Exercise inputs Start Marker
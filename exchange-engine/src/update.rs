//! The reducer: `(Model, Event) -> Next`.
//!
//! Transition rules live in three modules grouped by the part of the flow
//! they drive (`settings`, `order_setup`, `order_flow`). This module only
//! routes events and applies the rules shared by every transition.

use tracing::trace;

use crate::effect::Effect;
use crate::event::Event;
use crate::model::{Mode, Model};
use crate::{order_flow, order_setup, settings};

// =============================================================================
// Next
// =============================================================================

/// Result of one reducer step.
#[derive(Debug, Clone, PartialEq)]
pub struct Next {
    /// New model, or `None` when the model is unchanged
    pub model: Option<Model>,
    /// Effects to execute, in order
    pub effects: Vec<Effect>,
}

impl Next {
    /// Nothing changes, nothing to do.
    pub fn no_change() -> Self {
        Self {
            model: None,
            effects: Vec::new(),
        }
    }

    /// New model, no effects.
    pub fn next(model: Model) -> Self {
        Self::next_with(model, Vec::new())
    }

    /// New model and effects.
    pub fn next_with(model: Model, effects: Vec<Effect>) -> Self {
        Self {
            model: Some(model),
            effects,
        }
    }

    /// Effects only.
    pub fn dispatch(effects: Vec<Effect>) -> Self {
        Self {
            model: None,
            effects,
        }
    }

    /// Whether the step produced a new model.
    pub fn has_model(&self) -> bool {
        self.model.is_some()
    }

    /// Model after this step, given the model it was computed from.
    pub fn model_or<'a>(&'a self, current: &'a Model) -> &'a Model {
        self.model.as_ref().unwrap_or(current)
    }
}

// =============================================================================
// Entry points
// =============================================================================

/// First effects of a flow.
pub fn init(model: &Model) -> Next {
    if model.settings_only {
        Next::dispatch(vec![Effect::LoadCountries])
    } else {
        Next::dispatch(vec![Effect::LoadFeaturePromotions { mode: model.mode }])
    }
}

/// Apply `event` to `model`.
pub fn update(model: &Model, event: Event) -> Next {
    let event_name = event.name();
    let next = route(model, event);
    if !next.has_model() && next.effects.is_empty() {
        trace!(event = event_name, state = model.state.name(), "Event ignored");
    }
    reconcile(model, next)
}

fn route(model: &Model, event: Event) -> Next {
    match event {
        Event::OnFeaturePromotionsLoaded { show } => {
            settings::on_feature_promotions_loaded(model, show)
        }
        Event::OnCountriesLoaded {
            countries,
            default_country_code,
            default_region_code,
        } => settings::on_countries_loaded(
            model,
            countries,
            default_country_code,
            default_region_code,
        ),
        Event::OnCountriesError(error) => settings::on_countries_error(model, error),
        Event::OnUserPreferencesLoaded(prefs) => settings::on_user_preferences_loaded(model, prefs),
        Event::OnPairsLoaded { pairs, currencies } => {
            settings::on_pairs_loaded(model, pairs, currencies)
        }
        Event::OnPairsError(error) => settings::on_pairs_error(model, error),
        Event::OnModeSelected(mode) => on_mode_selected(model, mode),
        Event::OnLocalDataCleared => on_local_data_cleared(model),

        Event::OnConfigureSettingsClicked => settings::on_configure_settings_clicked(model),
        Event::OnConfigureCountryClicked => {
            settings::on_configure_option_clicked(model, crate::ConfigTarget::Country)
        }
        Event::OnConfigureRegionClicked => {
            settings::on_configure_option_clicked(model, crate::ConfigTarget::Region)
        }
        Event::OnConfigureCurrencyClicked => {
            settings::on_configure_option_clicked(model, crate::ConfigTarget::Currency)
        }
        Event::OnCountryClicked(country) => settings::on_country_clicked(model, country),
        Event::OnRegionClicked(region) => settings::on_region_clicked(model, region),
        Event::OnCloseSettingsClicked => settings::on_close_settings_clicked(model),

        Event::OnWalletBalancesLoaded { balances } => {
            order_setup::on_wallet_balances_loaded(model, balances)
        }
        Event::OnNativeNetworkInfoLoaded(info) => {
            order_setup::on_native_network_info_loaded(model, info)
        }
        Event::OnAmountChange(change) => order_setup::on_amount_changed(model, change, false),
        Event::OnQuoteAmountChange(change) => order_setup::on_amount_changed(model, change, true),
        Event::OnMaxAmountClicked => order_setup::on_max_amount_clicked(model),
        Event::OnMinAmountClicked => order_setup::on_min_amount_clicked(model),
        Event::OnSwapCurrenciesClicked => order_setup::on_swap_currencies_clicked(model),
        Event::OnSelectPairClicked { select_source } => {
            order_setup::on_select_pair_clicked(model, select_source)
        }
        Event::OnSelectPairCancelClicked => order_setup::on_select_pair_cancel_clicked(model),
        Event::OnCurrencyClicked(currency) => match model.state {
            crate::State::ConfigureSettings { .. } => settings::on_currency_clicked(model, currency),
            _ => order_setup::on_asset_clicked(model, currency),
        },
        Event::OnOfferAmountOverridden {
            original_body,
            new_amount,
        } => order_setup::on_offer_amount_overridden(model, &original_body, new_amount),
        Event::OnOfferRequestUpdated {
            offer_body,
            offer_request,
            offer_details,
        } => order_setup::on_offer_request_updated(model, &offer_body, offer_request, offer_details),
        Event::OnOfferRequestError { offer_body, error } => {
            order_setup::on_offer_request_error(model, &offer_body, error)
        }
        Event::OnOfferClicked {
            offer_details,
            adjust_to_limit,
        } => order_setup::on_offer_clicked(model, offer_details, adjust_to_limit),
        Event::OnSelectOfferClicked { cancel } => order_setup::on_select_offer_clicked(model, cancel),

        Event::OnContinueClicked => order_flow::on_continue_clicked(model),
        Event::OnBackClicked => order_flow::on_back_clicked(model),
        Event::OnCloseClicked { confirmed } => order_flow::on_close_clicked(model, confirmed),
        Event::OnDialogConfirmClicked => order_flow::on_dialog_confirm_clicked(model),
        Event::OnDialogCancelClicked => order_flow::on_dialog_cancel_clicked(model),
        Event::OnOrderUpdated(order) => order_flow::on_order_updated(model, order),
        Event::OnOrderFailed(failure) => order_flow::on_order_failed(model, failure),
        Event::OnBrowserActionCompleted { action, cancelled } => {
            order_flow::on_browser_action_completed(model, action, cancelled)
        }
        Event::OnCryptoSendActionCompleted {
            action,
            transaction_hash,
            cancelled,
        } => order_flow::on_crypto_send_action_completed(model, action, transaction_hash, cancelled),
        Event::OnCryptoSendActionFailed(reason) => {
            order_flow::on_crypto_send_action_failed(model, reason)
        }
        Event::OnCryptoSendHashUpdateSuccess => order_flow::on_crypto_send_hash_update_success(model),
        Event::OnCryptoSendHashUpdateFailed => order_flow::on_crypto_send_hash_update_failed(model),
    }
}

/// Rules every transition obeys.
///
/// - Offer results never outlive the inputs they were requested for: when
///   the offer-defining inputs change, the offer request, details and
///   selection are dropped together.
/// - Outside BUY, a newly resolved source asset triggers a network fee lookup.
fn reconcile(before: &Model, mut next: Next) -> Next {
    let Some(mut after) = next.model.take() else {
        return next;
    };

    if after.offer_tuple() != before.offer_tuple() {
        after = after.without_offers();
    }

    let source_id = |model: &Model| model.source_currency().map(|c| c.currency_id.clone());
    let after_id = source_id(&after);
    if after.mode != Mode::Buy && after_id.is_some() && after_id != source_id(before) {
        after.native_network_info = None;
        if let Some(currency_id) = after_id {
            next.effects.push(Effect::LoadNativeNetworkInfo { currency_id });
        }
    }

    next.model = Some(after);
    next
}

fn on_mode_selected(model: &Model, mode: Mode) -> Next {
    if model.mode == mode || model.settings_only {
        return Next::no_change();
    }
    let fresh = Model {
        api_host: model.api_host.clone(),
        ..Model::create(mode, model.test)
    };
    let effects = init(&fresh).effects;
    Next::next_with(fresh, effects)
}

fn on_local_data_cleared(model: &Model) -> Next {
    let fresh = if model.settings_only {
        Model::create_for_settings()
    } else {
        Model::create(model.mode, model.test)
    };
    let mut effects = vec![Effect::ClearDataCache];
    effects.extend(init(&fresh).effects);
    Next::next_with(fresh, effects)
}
Exercise inputs End Marker
Exercise inputs Start Marker
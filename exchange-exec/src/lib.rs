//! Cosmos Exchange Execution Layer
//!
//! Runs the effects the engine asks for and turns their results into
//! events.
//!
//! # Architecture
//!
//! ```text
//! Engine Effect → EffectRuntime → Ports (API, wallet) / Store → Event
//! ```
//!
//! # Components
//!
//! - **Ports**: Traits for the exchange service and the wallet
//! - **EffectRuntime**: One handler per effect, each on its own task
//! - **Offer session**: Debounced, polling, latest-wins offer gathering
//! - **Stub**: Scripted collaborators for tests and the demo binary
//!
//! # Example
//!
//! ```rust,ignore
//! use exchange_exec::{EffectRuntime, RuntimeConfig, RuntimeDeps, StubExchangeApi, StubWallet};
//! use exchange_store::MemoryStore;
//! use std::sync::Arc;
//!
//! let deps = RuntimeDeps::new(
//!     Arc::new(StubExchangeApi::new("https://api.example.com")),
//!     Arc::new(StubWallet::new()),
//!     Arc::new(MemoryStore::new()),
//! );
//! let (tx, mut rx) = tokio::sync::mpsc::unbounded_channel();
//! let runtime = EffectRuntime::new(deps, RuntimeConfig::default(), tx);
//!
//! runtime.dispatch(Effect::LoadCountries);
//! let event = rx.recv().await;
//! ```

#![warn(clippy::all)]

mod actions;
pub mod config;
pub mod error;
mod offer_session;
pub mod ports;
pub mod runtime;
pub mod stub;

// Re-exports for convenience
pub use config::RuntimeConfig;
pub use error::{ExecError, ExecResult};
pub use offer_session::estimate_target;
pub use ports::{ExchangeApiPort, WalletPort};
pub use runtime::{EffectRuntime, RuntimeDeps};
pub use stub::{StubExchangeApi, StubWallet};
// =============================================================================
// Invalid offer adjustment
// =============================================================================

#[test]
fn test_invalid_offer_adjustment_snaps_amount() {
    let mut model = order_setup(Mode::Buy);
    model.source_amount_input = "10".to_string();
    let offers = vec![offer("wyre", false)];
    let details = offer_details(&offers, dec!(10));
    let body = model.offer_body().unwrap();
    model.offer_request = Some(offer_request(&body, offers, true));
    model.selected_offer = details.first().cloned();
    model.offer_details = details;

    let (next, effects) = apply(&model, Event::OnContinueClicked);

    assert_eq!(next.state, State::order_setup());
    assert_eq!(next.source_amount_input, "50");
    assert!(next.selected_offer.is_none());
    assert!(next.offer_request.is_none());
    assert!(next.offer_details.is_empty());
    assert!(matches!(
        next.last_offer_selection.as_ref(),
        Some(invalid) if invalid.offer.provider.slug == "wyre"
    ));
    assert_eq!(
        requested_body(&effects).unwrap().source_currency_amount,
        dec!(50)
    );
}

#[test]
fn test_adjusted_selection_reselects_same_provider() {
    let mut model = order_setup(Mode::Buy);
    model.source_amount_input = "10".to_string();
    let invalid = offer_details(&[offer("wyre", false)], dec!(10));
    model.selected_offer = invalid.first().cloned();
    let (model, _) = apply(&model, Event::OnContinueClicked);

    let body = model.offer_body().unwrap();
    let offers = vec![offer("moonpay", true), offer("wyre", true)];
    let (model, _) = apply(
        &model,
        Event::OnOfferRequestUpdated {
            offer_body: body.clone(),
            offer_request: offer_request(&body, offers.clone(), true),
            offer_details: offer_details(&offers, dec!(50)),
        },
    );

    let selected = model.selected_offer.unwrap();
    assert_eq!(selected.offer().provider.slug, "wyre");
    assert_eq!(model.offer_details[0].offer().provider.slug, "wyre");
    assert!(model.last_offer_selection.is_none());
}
Exercise inputs End Marker
- Task brief -
Search the listing for the word "StubExchangeApi", and copy every line in which it is found.

- Answer -
//! use exchange_exec::{EffectRuntime, RuntimeConfig, RuntimeDeps, StubExchangeApi, StubWallet};
//!     Arc::new(StubExchangeApi::new("https://api.example.com")),
pub use stub::{StubExchangeApi, StubWallet};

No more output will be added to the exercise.